** Materials provided **
== Segment start ==

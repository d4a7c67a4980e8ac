//! # oxide-sql-ql
//!
//! [ql] dialect for the oxide ORM.
//!
//! ql is an embedded SQL database backed by a file or by memory. Its SQL
//! departs from the standard in ways the ORM has to know about. This crate
//! provides [`QlDialect`], an implementation of the [`Dialect`] trait that
//! translates the ORM's requests into ql syntax.
//!
//! # How ql differs from other dialects
//!
//! - **Bind variables**: positional `$1`, `$2`, ... (like PostgreSQL).
//! - **Identifier quoting**: none; identifiers are emitted as-is.
//! - **Primary keys**: no `PRIMARY KEY` constraint. Rows carry an implicit
//!   `id()` instead, so [`Dialect::primary_key`] is always empty.
//! - **Column types**: `bool`, `int8`..`int64`, `uint8`..`uint64`,
//!   `float32`, `float64`, `string`, `blob`, `time`, `bigint`, `bigrat`.
//!   See [`ql_type`].
//! - **System catalog**: `__Table`, `__Column` and `__Index`, queried by the
//!   existence checks.
//! - **Foreign keys**: not modelled; [`Dialect::has_foreign_key`] is always
//!   false.
//! - **Databases**: a database is a file, so there is no current database
//!   and field names are never table-qualified.
//!
//! The dialect never opens connections. The ORM attaches a [`SqlHandle`]
//! (implemented for sqlx's `SqlitePool`) with [`Dialect::set_db`].
//!
//! [ql]: https://gitlab.com/cznic/ql
//!
//! ## Example
//!
//! ```rust
//! use oxide_sql_ql::{Dialect, DialectRegistry, StructField};
//!
//! let registry = DialectRegistry::with_ql();
//! let dialect = registry.for_url("ql-mem://test.db").unwrap();
//!
//! assert_eq!(dialect.bind_var(1), "$1");
//! assert_eq!(
//!     dialect.limit_and_offset_sql(Some(&5), Some(&10)),
//!     " LIMIT 5 OFFSET 10"
//! );
//!
//! let field = StructField::of::<i64>("id").not_null();
//! assert_eq!(dialect.data_type_of(&field).unwrap(), "int64 NOT NULL");
//! ```

pub mod dialect;
mod error;
pub mod field;
pub mod handle;
mod registry;

pub use dialect::{ql_type, BoxFuture, Dialect, QlDialect, QlMode};
pub use error::{DialectError, Result};
pub use field::{FieldKind, FieldType, StructField};
pub use handle::{SqlHandle, SqlTransaction};
pub use registry::DialectRegistry;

== Segment end ==

** Assignment **
Every line above with the string "unwrap" in it needs to be copied.

** Response to this exercise **
//! let dialect = registry.for_url("ql-mem://test.db").unwrap();
//! assert_eq!(dialect.data_type_of(&field).unwrap(), "int64 NOT NULL");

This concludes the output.